Amrani, a resident of Liege, had spent three years in jail for firearms and drugs offences, Ms Reynders said.

He was released on parole in October 2010.

There were no medical reports suggesting any mental health problems, she said.


Amrani had been asked to attend a police station on Tuesday for an interview in connection with charges against him.

Instead, he took an assault rifle, revolver and hand grenades into the busy town centre square, close to the courthouse.

At about midday, he threw three grenades at people waiting for buses then opened fire, sending hundreds of people fleeing in panic.

"He wanted to hurt as many people as possible," journalist Nicolas Gilenne told AFP. "I heard four explosions and shots during about 10 seconds."

A 15-year-old boy died instantly, while the other victims died later in hospital.

One official told AFP that a Christmas market was meant to be taking place in the square that day but the opening had been postponed because of bad weather.

"Otherwise many more would have died," said the official.

Ms Reynders said Amrani had committed suicide at the scene by shooting himself in the head.

Prime Minister Elio Di Rupo, who has only been in office since last week, said there were "no words to describe this tragedy".

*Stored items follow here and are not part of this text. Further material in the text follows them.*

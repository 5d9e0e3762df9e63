//! File identifiers.

use serde::{Deserialize, Serialize};
use std::fmt;
use std::str::FromStr;

/// Identifier of a file held by the relay.
///
/// UUID v4, assigned by the server on creation and rendered in its
/// hyphenated text form in URLs and JSON.
#[derive(Clone, Copy, PartialEq, Eq, Hash, Serialize, Deserialize)]
#[serde(transparent)]
pub struct FileId(uuid::Uuid);

impl FileId {
    /// Create a new random FileId.
    pub fn new() -> Self {
        Self(uuid::Uuid::new_v4())
    }
}

impl Default for FileId {
    fn default() -> Self {
        Self::new()
    }
}

impl FromStr for FileId {
    type Err = uuid::Error;

    fn from_str(s: &str) -> Result<Self, Self::Err> {
        uuid::Uuid::parse_str(s).map(Self)
    }
}

impl fmt::Display for FileId {
    fn fmt(&self, f: &mut fmt::Formatter<'_>) -> fmt::Result {
        write!(f, "{}", self.0)
    }
}

impl fmt::Debug for FileId {
    fn fmt(&self, f: &mut fmt::Formatter<'_>) -> fmt::Result {
        write!(f, "FileId({})", self.0)
    }
}

#[cfg(test)]
mod tests {
    use super::*;

    #[test]
    fn file_id_unique() {
        assert_ne!(FileId::new(), FileId::new());
    }

    #[test]
    fn file_id_parse_display_roundtrip() {
        let id = FileId::new();
        let parsed: FileId = id.to_string().parse().unwrap();
        assert_eq!(id, parsed);
    }

    #[test]
    fn file_id_rejects_garbage() {
        assert!("not-a-uuid".parse::<FileId>().is_err());
        assert!("".parse::<FileId>().is_err());
    }

    #[test]
    fn file_id_json_is_plain_string() {
        let id: FileId = "6f1c0a57-2b43-4f0e-9d3c-0d8a1c5e7b21".parse().unwrap();
        let json = serde_json::to_string(&id).unwrap();
        assert_eq!(json, "\"6f1c0a57-2b43-4f0e-9d3c-0d8a1c5e7b21\"");
    }
}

"The whole country shares the pain of the families affected. We share the shock of the population," he said as he visited the square on Tuesday.

Belgium's King Albert II and Queen Paola also visited Place Saint-Lambert to pay their respects.

Liege's mayor Willy Demeyer, said the attack had "sown sorrow in the heart of the city".

How the attack unfolded

1. Place St Lambert square: Nordine Amrani parks near Le Point Chaud bakery. He is armed with hand grenades, a handgun and an automatic weapon.

2. Approx. 1230: Amrani walks to a paved terrace above the bakery and throws 3 grenades at people waiting at bus stops on the road below. He then opens fire with the automatic weapon. Three people are killed and about 125 are wounded. Amrani then shoots himself dead with the handgun.

3. Fifth victim: The body of a 45-year-old woman is later found shot dead in a shed at Amrani's house on Rue de Campine.